I do not write it either next to bed, but in a table in the living room, my wife wakes up with nothing lol... Tried the recorder in the past, I do not like it and writing has some advantages:


- You take longer to write everything down, so it can be a good WBTB opportunity... as visiting the bathroom, drinking some water, writing the dream down gives you some time to WBTB while you are 100% focus on LDing (to not forget your dream)

- Since you take longer to write, you can remember more stuff... happens to me a lot that when I write the dream, I remember at the end a previous segment and so I have more dream to recall.

- It promotes you to hold your dream longer in your mind, as you write slower than you speak, rather than just "vomiting the dream" you gotta focus on it, write stuff down and put behind your mind the other stuff to recall till you write it... this stretches your dream-recall muscle and helps you to recall more.

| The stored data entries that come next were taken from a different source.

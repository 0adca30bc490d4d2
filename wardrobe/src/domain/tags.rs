// wardrobe/src/domain/tags.rs
use std::fmt;

use serde::de::DeserializeOwned;
use serde::{Deserialize, Serialize};

use crate::domain::entity::EntityKind;
use crate::domain::error::{DomainError, DomainResult};
use crate::domain::facet::{ClothingFacet, Facet, OutfitFacet, TagSet};
use crate::domain::vocabulary::TagVocabulary;

/// Tag values of one entity, one slot per facet of its kind
pub trait FacetTags:
    Clone + Default + PartialEq + fmt::Debug + Serialize + DeserializeOwned + Send + Sync + 'static
{
    type Facet: Facet;

    const KIND: EntityKind;

    /// Current selection of a facet
    fn values(&self, facet: Self::Facet) -> TagSet;

    /// Replace the selection of a facet
    ///
    /// Exclusive facets reject more than one value.
    fn replace(&mut self, facet: Self::Facet, values: TagSet) -> DomainResult<()>;

    /// Flip membership of `value` and return the resulting selection.
    ///
    /// On an exclusive facet selecting a value deselects the previous one.
    fn toggle(&mut self, facet: Self::Facet, value: &str) -> DomainResult<TagSet> {
        let mut selected = self.values(facet);
        if !selected.remove(value) {
            if facet.is_exclusive() {
                selected.clear();
            }
            selected.insert(value.to_string());
        }
        self.replace(facet, selected.clone())?;
        Ok(selected)
    }

    fn validate(&self, vocabulary: &TagVocabulary<Self::Facet>) -> DomainResult<()> {
        for facet in Self::Facet::all() {
            let values = self.values(*facet);
            vocabulary.check(*facet, values.iter().map(String::as_str))?;
        }
        Ok(())
    }

    fn is_empty(&self) -> bool {
        Self::Facet::all()
            .iter()
            .all(|facet| self.values(*facet).is_empty())
    }
}

fn single_value(facet: ClothingFacet, values: TagSet) -> DomainResult<Option<String>> {
    if values.len() > 1 {
        return Err(DomainError::Validation(format!(
            "Facet {} accepts at most one value, got {}",
            facet,
            values.len()
        )));
    }
    Ok(values.into_iter().next())
}

#[derive(Debug, Clone, Default, PartialEq, Eq, Serialize, Deserialize)]
pub struct ClothingTags {
    #[serde(rename = "type", default)]
    pub kind: TagSet,
    #[serde(default)]
    pub color: TagSet,
    #[serde(default)]
    pub material: TagSet,
    #[serde(default)]
    pub status: TagSet,
    #[serde(default)]
    pub size: Option<String>,
}

impl FacetTags for ClothingTags {
    type Facet = ClothingFacet;

    const KIND: EntityKind = EntityKind::Clothing;

    fn values(&self, facet: ClothingFacet) -> TagSet {
        match facet {
            ClothingFacet::Type => self.kind.clone(),
            ClothingFacet::Color => self.color.clone(),
            ClothingFacet::Material => self.material.clone(),
            ClothingFacet::Status => self.status.clone(),
            ClothingFacet::Size => self.size.iter().cloned().collect(),
        }
    }

    fn replace(&mut self, facet: ClothingFacet, values: TagSet) -> DomainResult<()> {
        match facet {
            ClothingFacet::Type => self.kind = values,
            ClothingFacet::Color => self.color = values,
            ClothingFacet::Material => self.material = values,
            ClothingFacet::Status => self.status = values,
            ClothingFacet::Size => self.size = single_value(facet, values)?,
        }
        Ok(())
    }
}

#[derive(Debug, Clone, Default, PartialEq, Eq, Serialize, Deserialize)]
pub struct OutfitTags {
    #[serde(default)]
    pub style: TagSet,
    #[serde(default)]
    pub occasion: TagSet,
    #[serde(default)]
    pub temperature: TagSet,
    #[serde(default)]
    pub weather: TagSet,
}

impl FacetTags for OutfitTags {
    type Facet = OutfitFacet;

    const KIND: EntityKind = EntityKind::Outfit;

    fn values(&self, facet: OutfitFacet) -> TagSet {
        match facet {
            OutfitFacet::Style => self.style.clone(),
            OutfitFacet::Occasion => self.occasion.clone(),
            OutfitFacet::Temperature => self.temperature.clone(),
            OutfitFacet::Weather => self.weather.clone(),
        }
    }

    fn replace(&mut self, facet: OutfitFacet, values: TagSet) -> DomainResult<()> {
        match facet {
            OutfitFacet::Style => self.style = values,
            OutfitFacet::Occasion => self.occasion = values,
            OutfitFacet::Temperature => self.temperature = values,
            OutfitFacet::Weather => self.weather = values,
        }
        Ok(())
    }
}

#[cfg(test)]
mod tests {
    use super::*;

    fn set(values: &[&str]) -> TagSet {
        values.iter().map(|v| v.to_string()).collect()
    }

    #[test]
    fn given_size_selected_when_toggle_other_size_then_only_new_size_remains() {
        let mut tags = ClothingTags::default();
        tags.toggle(ClothingFacet::Size, "M").unwrap();
        let selected = tags.toggle(ClothingFacet::Size, "L").unwrap();

        assert_eq!(selected, set(&["L"]));
        assert_eq!(tags.size.as_deref(), Some("L"));
    }

    #[test]
    fn given_selected_value_when_toggle_again_then_deselects() {
        let mut tags = ClothingTags::default();
        tags.toggle(ClothingFacet::Size, "M").unwrap();
        assert!(tags.toggle(ClothingFacet::Size, "M").unwrap().is_empty());
        assert_eq!(tags.size, None);

        tags.toggle(ClothingFacet::Color, "Red").unwrap();
        tags.toggle(ClothingFacet::Color, "Blue").unwrap();
        let selected = tags.toggle(ClothingFacet::Color, "Red").unwrap();
        assert_eq!(selected, set(&["Blue"]));
    }

    #[test]
    fn given_multi_select_facet_when_toggle_values_then_accumulates() {
        let mut tags = OutfitTags::default();
        tags.toggle(OutfitFacet::Weather, "Rain").unwrap();
        let selected = tags.toggle(OutfitFacet::Weather, "Wind").unwrap();
        assert_eq!(selected, set(&["Rain", "Wind"]));
        assert_eq!(tags.weather, selected);
    }

    #[test]
    fn given_two_sizes_when_replace_then_fails_and_keeps_previous() {
        let mut tags = ClothingTags {
            size: Some("S".to_string()),
            ..Default::default()
        };
        let result = tags.replace(ClothingFacet::Size, set(&["M", "L"]));
        assert!(matches!(result, Err(DomainError::Validation(_))));
        assert_eq!(tags.size.as_deref(), Some("S"));
    }

    #[test]
    fn given_tags_when_validate_then_checks_every_facet() {
        let vocabulary = TagVocabulary::<ClothingFacet>::default();
        let mut tags = ClothingTags::default();
        assert!(tags.validate(&vocabulary).is_ok());

        tags.size = Some("XXXL".to_string());
        assert!(matches!(
            tags.validate(&vocabulary),
            Err(DomainError::InvalidTag { facet, .. }) if facet == "Size"
        ));
    }

    #[test]
    fn given_clothing_tags_when_serialized_then_uses_facet_field_names() {
        let mut tags = ClothingTags::default();
        tags.toggle(ClothingFacet::Type, "Coat").unwrap();
        let json = serde_json::to_value(&tags).unwrap();
        assert_eq!(json["type"], serde_json::json!(["Coat"]));
        assert_eq!(json["size"], serde_json::Value::Null);

        let parsed: ClothingTags = serde_json::from_str(r#"{"color":["Red"]}"#).unwrap();
        assert_eq!(parsed.color, set(&["Red"]));
        assert!(parsed.kind.is_empty());
    }
}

- An ideal WBTB is to go to write down the dream, spend at least 10 minutes, even if you finished writing, as more might come to you. You put pressure in your mind, and you know that when you try to remember something, it is hard, but when you go ahead and do other stuff it comes (it happens also with dreams) When you got nothing for a few minutes, focus on your next LD while you take some water and go pee... spend 5 minutes or so doing this. You will be amazed how more dream will come back to you (as while you stopped focusing on your previous dream but on your LD, your memory works in the background to recall what you have been struggling to remember.) Then go back to your notebook and write more stuff down. If you can avoid the notebook by the bed, better. You will probably remember a huge chunk of dream, and go back to bed excited with a 20 mins wbtb... YOU might even temporary forget to have a LD cuz you got a long nice dream, but once agian, you triggered the back of your memory and your memory is working on a LD... and woila...lucid dream coming uuuuuuuuuup!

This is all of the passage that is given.